I love this letter from one of you! These principles really do work and I love seeing them applied to other situations. There is so much value in making progress without causing a mess of stuff that has to be dealt with later.
Hi Dana,
I’ve been following you since 2016. I’ve written in a few times because your system just works. And not only does it work in a home, I started applying it to my job.
I work at a library, and I just took over a long neglected collection. The books need to be weeded and updated and the task is just completely overwhelming. I started doing what I thought was right and then I thought about what you always say. Do the easy stuff first. And there are easy things. There are books with a dot on them that show they’re over 20 years old which means they’re really grubby so people don’t want to check them out. So I did that.
And then I thought of your final decision rule and realized that I was doing a lot of: pull books from shelf, sort books into piles according to what to do with them, act on piles, rinse and repeat. My desk was a mess, the collection was still overwhelming… the piles kept bleeding into each other… It’s all the stuff you talk about.

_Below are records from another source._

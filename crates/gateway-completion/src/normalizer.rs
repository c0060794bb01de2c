//! Provider response normalization.

use gateway_core::{CompletionResult, FinishReason, GatewayError, GatewayResult, ProviderResponse};
use uuid::Uuid;

/// Map a provider response onto a single-choice `CompletionResult`.
///
/// The retry loop only hands over responses with content; the check here
/// still rejects anything else.
///
/// # Errors
/// Returns `Internal` if the first choice has no non-empty content
pub fn normalize(response: &ProviderResponse, model: &str) -> GatewayResult<CompletionResult> {
    let content = response.first_content().ok_or_else(|| {
        GatewayError::internal("cannot normalize a provider response without content")
    })?;

    let id = response
        .id
        .as_deref()
        .filter(|id| !id.is_empty())
        .map_or_else(synthetic_id, String::from);

    Ok(CompletionResult {
        id,
        model: model.to_string(),
        content: content.to_string(),
        finish_reason: FinishReason::Stop,
    })
}

/// Completion id for responses that carry none
#[must_use]
pub fn synthetic_id() -> String {
    format!("chatcmpl-{}", Uuid::new_v4().simple())
}

#[cfg(test)]
mod tests {
    use super::*;
    use gateway_core::{ProviderChoice, ProviderMessage};

    #[test]
    fn test_normalize_keeps_provider_id() {
        let response = ProviderResponse::with_content(Some("chatcmpl-abc"), "Hello!");
        let result = normalize(&response, "llama-3").expect("normalize");

        assert_eq!(result.id, "chatcmpl-abc");
        assert_eq!(result.model, "llama-3");
        assert_eq!(result.content, "Hello!");
        assert_eq!(result.finish_reason, FinishReason::Stop);
    }

    #[test]
    fn test_missing_id_gets_synthetic() {
        let response = ProviderResponse::with_content(None, "Hello!");
        let result = normalize(&response, "llama-3").expect("normalize");
        assert!(result.id.starts_with("chatcmpl-"));
        assert!(result.id.len() > "chatcmpl-".len());

        let blank = ProviderResponse::with_content(Some(""), "Hello!");
        assert!(normalize(&blank, "llama-3")
            .expect("normalize")
            .id
            .starts_with("chatcmpl-"));
    }

    #[test]
    fn test_empty_content_is_rejected() {
        let empty = ProviderResponse::with_content(Some("x"), "");
        assert!(matches!(
            normalize(&empty, "llama-3"),
            Err(GatewayError::Internal { .. })
        ));

        let no_message = ProviderResponse {
            id: None,
            choices: vec![ProviderChoice { message: None }],
            error: None,
        };
        assert!(normalize(&no_message, "llama-3").is_err());

        let no_content = ProviderResponse {
            id: None,
            choices: vec![ProviderChoice {
                message: Some(ProviderMessage { content: None }),
            }],
            error: None,
        };
        assert!(normalize(&no_content, "llama-3").is_err());
        assert!(normalize(&ProviderResponse::default(), "llama-3").is_err());
    }

    #[test]
    fn test_wire_shape_has_zero_usage() {
        let response = ProviderResponse::with_content(Some("chatcmpl-1"), "hi");
        let wire = normalize(&response, "llama-3")
            .expect("normalize")
            .into_response(1_700_000_000);
        assert_eq!(wire.choices.len(), 1);
        assert_eq!(wire.usage.total_tokens, 0);
        assert_eq!(wire.object, "chat.completion");
    }
}
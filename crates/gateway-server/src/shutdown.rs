//! Shutdown signal handling.

use tokio::signal;
use tracing::{error, info};

/// Resolve when the process is asked to stop; returns the signal name.
///
/// A handler that cannot be installed is logged and never fires.
pub async fn shutdown_signal() -> &'static str {
    let ctrl_c = async {
        if let Err(e) = signal::ctrl_c().await {
            error!(error = %e, "Failed to install Ctrl+C handler");
            std::future::pending::<()>().await;
        }
        "ctrl+c"
    };

    #[cfg(unix)]
    let sigterm = async {
        match signal::unix::signal(signal::unix::SignalKind::terminate()) {
            Ok(mut stream) => {
                stream.recv().await;
            }
            Err(e) => {
                error!(error = %e, "Failed to install SIGTERM handler");
                std::future::pending::<()>().await;
            }
        }
        "sigterm"
    };

    #[cfg(not(unix))]
    let sigterm = std::future::pending::<&str>();

    let signal_name = tokio::select! {
        name = ctrl_c => name,
        name = sigterm => name,
    };

    info!(signal = signal_name, "Received shutdown signal");
    signal_name
}
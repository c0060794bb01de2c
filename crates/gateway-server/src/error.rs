//! API error responses.
//!
//! Every failure leaves the gateway as the OpenAI envelope:
//!
//! ```json
//! {"error": {"message": "...", "type": "...", "param": null, "code": "..."}}
//! ```

use axum::{
    http::StatusCode,
    response::{IntoResponse, Response},
    Json,
};
use gateway_core::{error::INVALID_REQUEST_ERROR, GatewayError};
use serde::Serialize;
use tracing::{debug, error};

/// Error returned by HTTP handlers
#[derive(Debug, Clone)]
pub struct ApiError {
    /// HTTP status
    pub status: StatusCode,
    /// Caller-facing message
    pub message: String,
    /// OpenAI error type
    pub error_type: &'static str,
    /// Offending parameter
    pub param: Option<String>,
    /// Machine-readable code
    pub code: &'static str,
}

#[derive(Serialize)]
struct ErrorEnvelope<'a> {
    error: ErrorBody<'a>,
}

#[derive(Serialize)]
struct ErrorBody<'a> {
    message: &'a str,
    #[serde(rename = "type")]
    error_type: &'a str,
    param: Option<&'a str>,
    code: &'a str,
}

impl ApiError {
    /// 400 for a request the gateway could not read
    pub fn bad_request(message: impl Into<String>) -> Self {
        Self {
            status: StatusCode::BAD_REQUEST,
            message: message.into(),
            error_type: INVALID_REQUEST_ERROR,
            param: None,
            code: "invalid_request",
        }
    }
}

impl From<GatewayError> for ApiError {
    fn from(err: GatewayError) -> Self {
        let status =
            StatusCode::from_u16(err.status_code()).unwrap_or(StatusCode::INTERNAL_SERVER_ERROR);

        if status.is_server_error() {
            error!(error = %err, code = err.code(), "Request failed");
        } else {
            debug!(error = %err, code = err.code(), "Request rejected");
        }

        Self {
            status,
            message: err.public_message(),
            error_type: err.error_type(),
            param: err.param().map(String::from),
            code: err.code(),
        }
    }
}

impl IntoResponse for ApiError {
    fn into_response(self) -> Response {
        let body = ErrorEnvelope {
            error: ErrorBody {
                message: &self.message,
                error_type: self.error_type,
                param: self.param.as_deref(),
                code: self.code,
            },
        };
        (self.status, Json(body)).into_response()
    }
}
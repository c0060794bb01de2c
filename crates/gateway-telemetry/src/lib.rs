//! # Gateway Telemetry
//!
//! Observability for the ZG Inference Gateway.
//!
//! This crate provides:
//! - Structured logging setup
//! - Prometheus metrics for completions, attempts, and fee settlements

#![forbid(unsafe_code)]
#![warn(missing_docs)]

pub mod logging;
pub mod metrics;

// Re-export main types
pub use logging::{init_logging, subscriber, LoggingConfig, LoggingError};
pub use metrics::{AttemptOutcome, Metrics, MetricsConfig, MetricsError};
//! Classification of upstream error text.
//!
//! Providers report an unpaid fee only as free-form text such as
//! `"settleFee: expected 2.0 A0GI"`. The format is not formally specified,
//! so the parsing rule sits behind [`ErrorClassifier`] and the retry loop
//! only ever sees a [`Classification`].

use gateway_core::FeeAmount;
use once_cell::sync::Lazy;
use regex::Regex;
use tracing::warn;

/// Pattern for the fee-shortfall indicator; group 1 is the amount
pub const DEFAULT_FEE_PATTERN: &str = r"(?i)expected\s+([0-9]+(?:\.[0-9]+)?)\s*A0GI";

#[allow(clippy::expect_used)]
static DEFAULT_FEE_REGEX: Lazy<Regex> =
    Lazy::new(|| Regex::new(DEFAULT_FEE_PATTERN).expect("default fee pattern compiles"));

/// What an upstream error means for the retry loop
#[derive(Debug, Clone, PartialEq, Eq)]
pub enum Classification {
    /// Retrying cannot help
    Fatal,
    /// Settle `amount` with the provider, then retry
    FeeShortfall(FeeAmount),
    /// Retry after the usual delay
    Transient,
}

/// Maps upstream error text to a [`Classification`]
pub trait ErrorClassifier: Send + Sync {
    /// Classify one error message
    fn classify(&self, error_text: &str) -> Classification;
}

/// Regex-based classifier
#[derive(Debug, Clone)]
pub struct PatternClassifier {
    fee_pattern: Regex,
    fatal_patterns: Vec<Regex>,
}

impl Default for PatternClassifier {
    fn default() -> Self {
        Self {
            fee_pattern: DEFAULT_FEE_REGEX.clone(),
            fatal_patterns: Vec::new(),
        }
    }
}

impl PatternClassifier {
    /// Classifier with the default fee pattern and no fatal patterns
    #[must_use]
    pub fn new() -> Self {
        Self::default()
    }

    /// Replace the fee pattern; capture group 1 must hold the amount
    ///
    /// # Errors
    /// Returns error if the pattern does not compile
    pub fn with_fee_pattern(mut self, pattern: &str) -> Result<Self, regex::Error> {
        self.fee_pattern = Regex::new(pattern)?;
        Ok(self)
    }

    /// Treat errors matching `pattern` as fatal
    ///
    /// # Errors
    /// Returns error if the pattern does not compile
    pub fn with_fatal_pattern(mut self, pattern: &str) -> Result<Self, regex::Error> {
        self.fatal_patterns.push(Regex::new(pattern)?);
        Ok(self)
    }

    /// Extract the expected fee from error text, if present
    #[must_use]
    pub fn extract_fee(&self, error_text: &str) -> Option<FeeAmount> {
        let raw = self.fee_pattern.captures(error_text)?.get(1)?.as_str();
        match FeeAmount::parse(raw) {
            Ok(amount) => Some(amount),
            Err(e) => {
                warn!(raw = %raw, error = %e, "Fee pattern matched a non-decimal amount");
                None
            }
        }
    }
}

impl ErrorClassifier for PatternClassifier {
    fn classify(&self, error_text: &str) -> Classification {
        if let Some(amount) = self.extract_fee(error_text) {
            return Classification::FeeShortfall(amount);
        }
        if self.fatal_patterns.iter().any(|p| p.is_match(error_text)) {
            return Classification::Fatal;
        }
        Classification::Transient
    }
}
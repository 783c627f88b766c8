//! WhatsApp completion relay — webhook gateway, WhatsApp and OpenAI clients, and the
//! relay that joins them. Used by the `wa-relay` CLI.

pub mod channels;
pub mod config;
pub mod gateway;
pub mod llm;
pub mod relay;
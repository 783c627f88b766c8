//! Shared helpers: a fake OpenAI + WhatsApp upstream on a free port, and a gateway pointed at it.

#![allow(dead_code)]

use axum::{
    extract::State,
    http::{HeaderMap, StatusCode},
    response::IntoResponse,
    routing::post,
    Json, Router,
};
use relay::config::Config;
use relay::gateway;
use serde_json::{json, Value};
use std::net::SocketAddr;
use std::sync::atomic::{AtomicBool, Ordering};
use std::sync::Arc;
use std::time::Duration;
use tokio::sync::Mutex;

pub const VERIFY_TOKEN: &str = "s3cret";
pub const PHONE_NUMBER_ID: &str = "1234567890";
pub const COMPLETION_TEXT: &str = "Hello Ada! How can I help?";
/// How long the fake completion stalls when `slow_completion` is set.
pub const SLOW_COMPLETION: Duration = Duration::from_secs(2);

/// One request seen by the fake upstream.
#[derive(Debug, Clone)]
pub struct Recorded {
    pub auth: Option<String>,
    pub body: Value,
}

#[derive(Clone, Default)]
pub struct Upstream {
    pub completions: Arc<Mutex<Vec<Recorded>>>,
    pub sends: Arc<Mutex<Vec<Recorded>>>,
    pub fail_completion: Arc<AtomicBool>,
    pub slow_completion: Arc<AtomicBool>,
}

fn record(headers: &HeaderMap, body: Value) -> Recorded {
    Recorded {
        auth: headers
            .get("authorization")
            .and_then(|v| v.to_str().ok())
            .map(str::to_string),
        body,
    }
}

async fn fake_completion(
    State(up): State<Upstream>,
    headers: HeaderMap,
    Json(body): Json<Value>,
) -> impl IntoResponse {
    up.completions.lock().await.push(record(&headers, body));
    if up.slow_completion.load(Ordering::SeqCst) {
        tokio::time::sleep(SLOW_COMPLETION).await;
    }
    if up.fail_completion.load(Ordering::SeqCst) {
        return (
            StatusCode::INTERNAL_SERVER_ERROR,
            Json(json!({ "error": { "message": "upstream exploded" } })),
        );
    }
    (
        StatusCode::OK,
        Json(json!({
            "id": "chatcmpl-1",
            "choices": [{ "index": 0, "message": { "role": "assistant", "content": format!("  {}\n", COMPLETION_TEXT) } }]
        })),
    )
}

async fn fake_send(
    State(up): State<Upstream>,
    headers: HeaderMap,
    Json(body): Json<Value>,
) -> Json<Value> {
    up.sends.lock().await.push(record(&headers, body));
    Json(json!({ "messaging_product": "whatsapp", "messages": [{ "id": "wamid.test" }] }))
}

impl Upstream {
    /// Serve the fake upstream on a free loopback port.
    pub async fn start(&self) -> SocketAddr {
        let app = Router::new()
            .route("/v1/chat/completions", post(fake_completion))
            .route("/v18.0/:phone_id/messages", post(fake_send))
            .with_state(self.clone());
        let listener = tokio::net::TcpListener::bind("127.0.0.1:0")
            .await
            .expect("bind upstream");
        let addr = listener.local_addr().expect("upstream addr");
        tokio::spawn(async move {
            let _ = axum::serve(listener, app).await;
        });
        addr
    }

    /// Wait until at least `n` sends were recorded (relay work is dispatched in the background).
    pub async fn wait_for_sends(&self, n: usize) -> Vec<Recorded> {
        for _ in 0..100 {
            {
                let sends = self.sends.lock().await;
                if sends.len() >= n {
                    return sends.clone();
                }
            }
            tokio::time::sleep(Duration::from_millis(50)).await;
        }
        panic!("expected {} send(s) within 5s", n);
    }
}

pub fn free_port() -> u16 {
    let listener = std::net::TcpListener::bind("127.0.0.1:0").expect("bind free port");
    listener.local_addr().expect("local_addr").port()
}

pub fn test_config(port: u16, upstream: SocketAddr) -> Config {
    let mut config = Config::default();
    config.server.port = port;
    config.server.bind = "127.0.0.1".to_string();
    config.whatsapp.access_token = Some("wa-token".to_string());
    config.whatsapp.phone_number_id = Some(PHONE_NUMBER_ID.to_string());
    config.whatsapp.verify_token = Some(VERIFY_TOKEN.to_string());
    config.whatsapp.api_base = format!("http://{}", upstream);
    config.completion.api_key = Some("sk-test".to_string());
    config.completion.base_url = format!("http://{}/v1", upstream);
    config.http.timeout_secs = 5;
    config
}

/// Start the gateway in the background and wait until GET / answers. Returns the base URL.
pub async fn start_gateway(config: Config) -> String {
    let base = format!("http://127.0.0.1:{}", config.server.port);
    tokio::spawn(async move {
        let _ = gateway::run_gateway(config).await;
    });
    let client = reqwest::Client::new();
    for _ in 0..100 {
        if let Ok(resp) = client.get(format!("{}/", base)).send().await {
            if resp.status().is_success() {
                return base;
            }
        }
        tokio::time::sleep(Duration::from_millis(50)).await;
    }
    panic!("gateway at {} did not come up within 5s", base);
}

/// Fake upstream plus a gateway wired to it.
pub async fn start_relay() -> (Upstream, String) {
    let upstream = Upstream::default();
    let addr = upstream.start().await;
    let base = start_gateway(test_config(free_port(), addr)).await;
    (upstream, base)
}

/// Notification with one text message from Ada.
pub fn ada_says(text: &str) -> Value {
    json!({
        "object": "whatsapp_business_account",
        "entry": [{
            "id": "102290129340398",
            "changes": [{
                "field": "messages",
                "value": {
                    "messaging_product": "whatsapp",
                    "metadata": { "display_phone_number": "15550783881", "phone_number_id": PHONE_NUMBER_ID },
                    "contacts": [{ "profile": { "name": "Ada" }, "wa_id": "15551234567" }],
                    "messages": [{
                        "from": "15551234567",
                        "id": "wamid.HBgLMTU1NTEyMzQ1NjcVAgASGBQzQTRBNjU5OUFFRTAzODEwMTQ0RgA=",
                        "timestamp": "1749416383",
                        "type": "text",
                        "text": { "body": text }
                    }]
                }
            }]
        }]
    })
}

I have a new system now for weeding. I take a laptop and a cart with me and when I pull a book from the shelf, I do everything I need to right there in the stacks and stick the book on the cart to be withdrawn. It takes about the same amount of time to work through a weedlist, but the workflow isn’t backing up on my desk!
Slowly but surely, the collection is fitting into its container better, and the shiny new books are circulating so much better than the grubby old ones were. And best of all, the piles are staying off my desk. I’m now considering what other areas of my job can benefit from this method!